■ PROBLEM TO WORK ON: Where does the string "used" occur in the records? Copy each line that holds it.

Start of MATERIAL PROVIDED

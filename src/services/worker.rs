use crate::services::session_store::SessionStore;
use std::sync::Arc;
use tokio::sync::watch;
use tokio::time::{Duration, interval};

/// Periodically drops expired admin sessions
pub struct BackgroundWorker {
    sessions: Arc<dyn SessionStore>,
    period: Duration,
    shutdown: watch::Receiver<bool>,
}

impl BackgroundWorker {
    pub fn new(
        sessions: Arc<dyn SessionStore>,
        period: Duration,
        shutdown: watch::Receiver<bool>,
    ) -> Self {
        Self {
            sessions,
            period,
            shutdown,
        }
    }

    pub async fn run(mut self) {
        tracing::info!("🚀 Background worker started");
        let mut ticker = interval(self.period);

        loop {
            tokio::select! {
                _ = self.shutdown.changed() => {
                    tracing::info!("🛑 Background worker shutting down");
                    break;
                }
                _ = ticker.tick() => {
                    self.perform_cleanup().await;
                }
            }
        }
    }

    async fn perform_cleanup(&self) {
        match self.sessions.purge_expired().await {
            Ok(0) => {}
            Ok(n) => tracing::info!("🧹 Purged {} expired admin session(s)", n),
            Err(e) => tracing::error!("Failed to purge expired sessions: {}", e),
        }
    }
}
use crate::AppState;
use crate::api::error::AppError;
use crate::models::CatalogView;
use axum::{Json, extract::State};

#[utoipa::path(
    get,
    path = "/view",
    responses(
        (status = 200, description = "subject -> experiment -> category -> [[filename, url]]")
    ),
    tag = "uploads"
)]
pub async fn view_catalog(State(state): State<AppState>) -> Result<Json<CatalogView>, AppError> {
    Ok(Json(state.catalog.grouped().await?))
}
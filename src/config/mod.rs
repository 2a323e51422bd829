use std::env;

/// Which backend holds uploaded file bytes
#[derive(Debug, Clone, PartialEq, Eq)]
pub enum StorageBackend {
    /// Files under `upload_dir`, served back through `/files/*key`
    Local,
    /// S3-compatible bucket (MinIO, AWS)
    S3,
}

impl StorageBackend {
    fn parse(value: &str) -> Self {
        match value.to_lowercase().as_str() {
            "s3" | "minio" => StorageBackend::S3,
            _ => StorageBackend::Local,
        }
    }
}

/// Which store tracks admin sessions
#[derive(Debug, Clone, PartialEq, Eq)]
pub enum SessionBackend {
    Database,
    Memory,
}

impl SessionBackend {
    fn parse(value: &str) -> Self {
        match value.to_lowercase().as_str() {
            "memory" | "mem" => SessionBackend::Memory,
            _ => SessionBackend::Database,
        }
    }
}

#[derive(Debug, Clone, Default)]
pub struct S3Config {
    pub endpoint: Option<String>,
    pub access_key: Option<String>,
    pub secret_key: Option<String>,
    pub bucket: String,
    /// Base used to build public download URLs (default: `{endpoint}/{bucket}`)
    pub public_url: Option<String>,
}

/// Per-client request budget on the write routes
#[derive(Debug, Clone, PartialEq, Eq)]
pub struct RateLimitConfig {
    /// Requests allowed per window; 0 disables limiting
    pub max_requests: u32,
    pub window_secs: u64,
    /// Key clients by the first `X-Forwarded-For` hop (only behind a trusted proxy)
    pub trust_forwarded: bool,
}

impl Default for RateLimitConfig {
    fn default() -> Self {
        Self {
            max_requests: 30,
            window_secs: 600,
            trust_forwarded: false,
        }
    }
}

pub const DEFAULT_DATABASE_URL: &str = "sqlite://labshare.db?mode=rwc";

/// Application configuration
#[derive(Debug, Clone)]
pub struct AppConfig {
    /// SeaORM connection string (SQLite or PostgreSQL)
    pub database_url: String,

    /// Maximum size of a single attachment in bytes (default: 5 MB)
    pub max_file_size: usize,

    /// Lowercase extensions accepted by the intake
    pub allowed_extensions: Vec<String>,

    /// Reject images that don't look like output screenshots
    pub screen_images: bool,

    /// Admin login name
    pub admin_username: String,

    /// Plaintext admin password, hashed at startup
    pub admin_password: Option<String>,

    /// Ready argon2 PHC string; takes precedence over `admin_password`
    pub admin_password_hash: Option<String>,

    /// Secret used to sign session tokens
    pub session_secret: String,

    /// Session lifetime in hours (default: 12)
    pub session_ttl_hours: i64,

    pub session_backend: SessionBackend,

    /// Mark the session cookie `Secure`
    pub cookie_secure: bool,

    pub storage_backend: StorageBackend,

    /// Root directory of the local storage backend
    pub upload_dir: String,

    /// Externally reachable base URL of this server
    pub public_base_url: String,

    pub s3: S3Config,

    /// Allowed CORS Origins (comma separated)
    pub allowed_origins: Vec<String>,

    pub rate_limit: RateLimitConfig,
}

pub const DEFAULT_ALLOWED_EXTENSIONS: &[&str] =
    &["pdf", "docx", "png", "jpg", "jpeg", "py", "ipynb", "txt"];

impl Default for AppConfig {
    fn default() -> Self {
        Self {
            database_url: DEFAULT_DATABASE_URL.to_string(),
            max_file_size: 5 * 1024 * 1024, // 5 MB
            allowed_extensions: DEFAULT_ALLOWED_EXTENSIONS
                .iter()
                .map(|s| s.to_string())
                .collect(),
            screen_images: true,
            admin_username: "admin".to_string(),
            admin_password: None,
            admin_password_hash: None,
            session_secret: "secret".to_string(),
            session_ttl_hours: 12,
            session_backend: SessionBackend::Database,
            cookie_secure: false,
            storage_backend: StorageBackend::Local,
            upload_dir: "uploads".to_string(),
            public_base_url: "http://localhost:5000".to_string(),
            s3: S3Config {
                bucket: "labshare".to_string(),
                ..Default::default()
            },
            allowed_origins: vec![
                "http://localhost:5000".to_string(),
                "http://localhost:5173".to_string(), // Vite default
                "http://127.0.0.1:5173".to_string(),
            ],
            rate_limit: RateLimitConfig::default(),
        }
    }
}

fn parse_list(value: &str) -> Vec<String> {
    value
        .split(',')
        .map(|s| s.trim().to_lowercase())
        .filter(|s| !s.is_empty())
        .collect()
}

fn random_secret() -> String {
    use rand::Rng;
    rand::thread_rng()
        .sample_iter(&rand::distributions::Alphanumeric)
        .take(48)
        .map(char::from)
        .collect()
}

fn parse_flag(value: &str) -> bool {
    let value = value.to_lowercase();
    value == "true" || value == "1" || value == "yes"
}

impl AppConfig {
    /// Load configuration from environment variables
    pub fn from_env() -> Self {
        let default = Self::default();

        Self {
            database_url: env::var("DATABASE_URL").unwrap_or(default.database_url),

            max_file_size: env::var("MAX_FILE_SIZE")
                .ok()
                .and_then(|v| v.parse().ok())
                .unwrap_or(default.max_file_size),

            allowed_extensions: env::var("ALLOWED_EXTENSIONS")
                .ok()
                .map(|v| parse_list(&v))
                .filter(|v| !v.is_empty())
                .unwrap_or(default.allowed_extensions),

            screen_images: env::var("SCREEN_IMAGES")
                .map(|v| parse_flag(&v))
                .unwrap_or(default.screen_images),

            admin_username: env::var("ADMIN_USERNAME").unwrap_or(default.admin_username),
            admin_password: env::var("ADMIN_PASSWORD").ok().filter(|v| !v.is_empty()),
            admin_password_hash: env::var("ADMIN_PASSWORD_HASH")
                .ok()
                .filter(|v| !v.is_empty()),

            session_secret: env::var("SESSION_SECRET")
                .or_else(|_| env::var("SECRET_KEY"))
                .unwrap_or(default.session_secret),

            session_ttl_hours: env::var("SESSION_TTL_HOURS")
                .ok()
                .and_then(|v| v.parse().ok())
                .filter(|h: &i64| *h > 0)
                .unwrap_or(default.session_ttl_hours),

            session_backend: env::var("SESSION_STORE")
                .map(|v| SessionBackend::parse(&v))
                .unwrap_or(default.session_backend),

            cookie_secure: env::var("COOKIE_SECURE")
                .map(|v| parse_flag(&v))
                .unwrap_or(default.cookie_secure),

            storage_backend: env::var("STORAGE_BACKEND")
                .map(|v| StorageBackend::parse(&v))
                .unwrap_or(default.storage_backend),

            upload_dir: env::var("UPLOAD_DIR").unwrap_or(default.upload_dir),

            public_base_url: env::var("PUBLIC_BASE_URL")
                .map(|v| v.trim_end_matches('/').to_string())
                .unwrap_or(default.public_base_url),

            s3: S3Config {
                endpoint: env::var("S3_ENDPOINT").ok(),
                access_key: env::var("S3_ACCESS_KEY").ok(),
                secret_key: env::var("S3_SECRET_KEY").ok(),
                bucket: env::var("S3_BUCKET").unwrap_or(default.s3.bucket),
                public_url: env::var("S3_PUBLIC_URL").ok(),
            },

            allowed_origins: env::var("ALLOWED_ORIGINS")
                .ok()
                .map(|v| v.split(',').map(|s| s.trim().to_string()).collect())
                .unwrap_or(default.allowed_origins),

            rate_limit: RateLimitConfig {
                max_requests: env::var("RATE_LIMIT_REQUESTS")
                    .ok()
                    .and_then(|v| v.parse().ok())
                    .unwrap_or(default.rate_limit.max_requests),
                window_secs: env::var("RATE_LIMIT_WINDOW_SECS")
                    .ok()
                    .and_then(|v| v.parse().ok())
                    .filter(|s: &u64| *s > 0)
                    .unwrap_or(default.rate_limit.window_secs),
                trust_forwarded: env::var("TRUST_PROXY_HEADERS")
                    .map(|v| parse_flag(&v))
                    .unwrap_or(default.rate_limit.trust_forwarded),
            },
        }
    }

    /// Create config for development (no image screening, in-memory sessions)
    pub fn development() -> Self {
        Self {
            screen_images: false,
            admin_password: Some("admin".to_string()),
            session_backend: SessionBackend::Memory,
            ..Self::default()
        }
    }

    /// Environment config with development fallbacks for missing secrets
    pub fn development_from_env() -> Self {
        let mut config = Self::from_env();
        if config.admin_password.is_none() && config.admin_password_hash.is_none() {
            tracing::warn!("⚠️  No admin password configured, using development default 'admin'");
            config.admin_password = Some("admin".to_string());
        }
        if env::var("SESSION_SECRET").is_err() && env::var("SECRET_KEY").is_err() {
            // Sessions won't survive a restart
            config.session_secret = random_secret();
        }
        config
    }

    /// Create config for production (secure cookies, explicit secrets)
    pub fn production() -> anyhow::Result<Self> {
        let mut config = Self::from_env();
        config.session_secret = env::var("SESSION_SECRET")
            .map_err(|_| anyhow::anyhow!("SESSION_SECRET must be set in production"))?;
        if config.admin_password.is_none() && config.admin_password_hash.is_none() {
            anyhow::bail!("ADMIN_PASSWORD or ADMIN_PASSWORD_HASH must be set in production");
        }
        config.cookie_secure = env::var("COOKIE_SECURE")
            .map(|v| parse_flag(&v))
            .unwrap_or(true);
        Ok(config)
    }

    pub fn session_ttl(&self) -> chrono::Duration {
        chrono::Duration::hours(self.session_ttl_hours)
    }
}
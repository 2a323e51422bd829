use axum::{
    Router,
    body::Body,
    http::{Request, StatusCode, header},
};
use http_body_util::BodyExt;
use labshare_backend::config::{AppConfig, SessionBackend};
use labshare_backend::infrastructure::database;
use labshare_backend::services::session_store::{DbSessionStore, SessionStore};
use labshare_backend::services::storage::{LocalStorageService, StorageService};
use labshare_backend::{AppState, create_app};
use sea_orm::{Database, DatabaseConnection};
use serde_json::{Value, json};
use std::sync::Arc;
use tempfile::TempDir;
use tower::ServiceExt;

const BOUNDARY: &str = "labshare-test-boundary";
const BASE_URL: &str = "http://localhost:5000";

struct TestApp {
    app: Router,
    sessions: Arc<dyn SessionStore>,
    _dir: TempDir,
}

async fn setup_test_db() -> DatabaseConnection {
    let db = Database::connect("sqlite::memory:").await.unwrap();
    database::run_migrations(&db).await.unwrap();
    db
}

async fn setup_app() -> TestApp {
    setup_app_with(|_| {}).await
}

async fn setup_app_with(configure: impl FnOnce(&mut AppConfig)) -> TestApp {
    let dir = tempfile::tempdir().unwrap();
    let db = setup_test_db().await;

    let mut config = AppConfig {
        screen_images: false,
        admin_password: Some("lab-secret".to_string()),
        session_secret: "test-secret".to_string(),
        session_backend: SessionBackend::Database,
        upload_dir: dir.path().to_string_lossy().to_string(),
        max_file_size: 64 * 1024,
        ..AppConfig::default()
    };
    configure(&mut config);

    let storage: Arc<dyn StorageService> = Arc::new(LocalStorageService::new(dir.path(), BASE_URL));
    let sessions: Arc<dyn SessionStore> = Arc::new(DbSessionStore::new(
        db.clone(),
        config.session_secret.clone(),
    ));

    let state = AppState::new(db, storage, sessions.clone(), config).unwrap();
    TestApp {
        app: create_app(state),
        sessions,
        _dir: dir,
    }
}

enum Part<'a> {
    Text(&'a str, &'a str),
    File(&'a str, &'a str, &'a [u8]),
}

fn multipart_body(parts: &[Part]) -> Vec<u8> {
    let mut body = Vec::new();
    for part in parts {
        body.extend_from_slice(format!("--{}\r\n", BOUNDARY).as_bytes());
        match part {
            Part::Text(name, value) => {
                body.extend_from_slice(
                    format!("Content-Disposition: form-data; name=\"{}\"\r\n\r\n", name).as_bytes(),
                );
                body.extend_from_slice(value.as_bytes());
            }
            Part::File(name, filename, data) => {
                body.extend_from_slice(
                    format!(
                        "Content-Disposition: form-data; name=\"{}\"; filename=\"{}\"\r\n",
                        name, filename
                    )
                    .as_bytes(),
                );
                body.extend_from_slice(b"Content-Type: application/octet-stream\r\n\r\n");
                body.extend_from_slice(data);
            }
        }
        body.extend_from_slice(b"\r\n");
    }
    body.extend_from_slice(format!("--{}--\r\n", BOUNDARY).as_bytes());
    body
}

async fn upload(app: &Router, parts: &[Part<'_>]) -> (StatusCode, Value) {
    let response = app
        .clone()
        .oneshot(
            Request::builder()
                .method("POST")
                .uri("/upload")
                .header(
                    header::CONTENT_TYPE,
                    format!("multipart/form-data; boundary={}", BOUNDARY),
                )
                .body(Body::from(multipart_body(parts)))
                .unwrap(),
        )
        .await
        .unwrap();
    let status = response.status();
    (status, read_json(response).await)
}

async fn read_json(response: axum::response::Response) -> Value {
    let bytes = response.into_body().collect().await.unwrap().to_bytes();
    serde_json::from_slice(&bytes).unwrap_or(Value::Null)
}

async fn get(app: &Router, uri: &str, cookie: Option<&str>) -> axum::response::Response {
    let mut builder = Request::builder().method("GET").uri(uri);
    if let Some(cookie) = cookie {
        builder = builder.header(header::COOKIE, cookie);
    }
    app.clone()
        .oneshot(builder.body(Body::empty()).unwrap())
        .await
        .unwrap()
}

async fn view(app: &Router) -> Value {
    let response = get(app, "/view", None).await;
    assert_eq!(response.status(), StatusCode::OK);
    read_json(response).await
}

/// Logs in and returns the `name=value` pair of the session cookie
async fn login(app: &Router, password: &str) -> (StatusCode, Option<String>) {
    let response = app
        .clone()
        .oneshot(
            Request::builder()
                .method("POST")
                .uri("/admin")
                .header(header::CONTENT_TYPE, "application/json")
                .body(Body::from(
                    json!({"username": "admin", "password": password}).to_string(),
                ))
                .unwrap(),
        )
        .await
        .unwrap();

    let cookie = response
        .headers()
        .get(header::SET_COOKIE)
        .and_then(|v| v.to_str().ok())
        .and_then(|v| v.split(';').next())
        .map(|v| v.to_string());
    (response.status(), cookie)
}

async fn send(app: &Router, method: &str, uri: &str, cookie: &str) -> axum::response::Response {
    app.clone()
        .oneshot(
            Request::builder()
                .method(method)
                .uri(uri)
                .header(header::COOKIE, cookie)
                .body(Body::empty())
                .unwrap(),
        )
        .await
        .unwrap()
}

#[tokio::test]
async fn test_upload_without_files_is_rejected() {
    let t = setup_app().await;

    let (status, body) = upload(
        &t.app,
        &[Part::Text("subject", "Blockchain"), Part::Text("expno", "Experiment 3")],
    )
    .await;

    assert_eq!(status, StatusCode::BAD_REQUEST);
    assert_eq!(body["error"], "No valid files uploaded.");
    assert_eq!(view(&t.app).await, json!({}));
}

#[tokio::test]
async fn test_upload_requires_subject_and_experiment() {
    let t = setup_app().await;

    let (status, body) = upload(
        &t.app,
        &[
            Part::Text("subject", "   "),
            Part::Text("expno", "Experiment 1"),
            Part::File("code", "main.py", b"print('hi')\n"),
        ],
    )
    .await;

    assert_eq!(status, StatusCode::BAD_REQUEST);
    assert_eq!(body["error"], "Subject and Experiment are required.");
    assert_eq!(view(&t.app).await, json!({}));
}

End of MATERIAL PROVIDED

■ ANSWER TO THIS PROBLEM:
    /// Base used to build public download URLs (default: `{endpoint}/{bucket}`)
    /// Secret used to sign session tokens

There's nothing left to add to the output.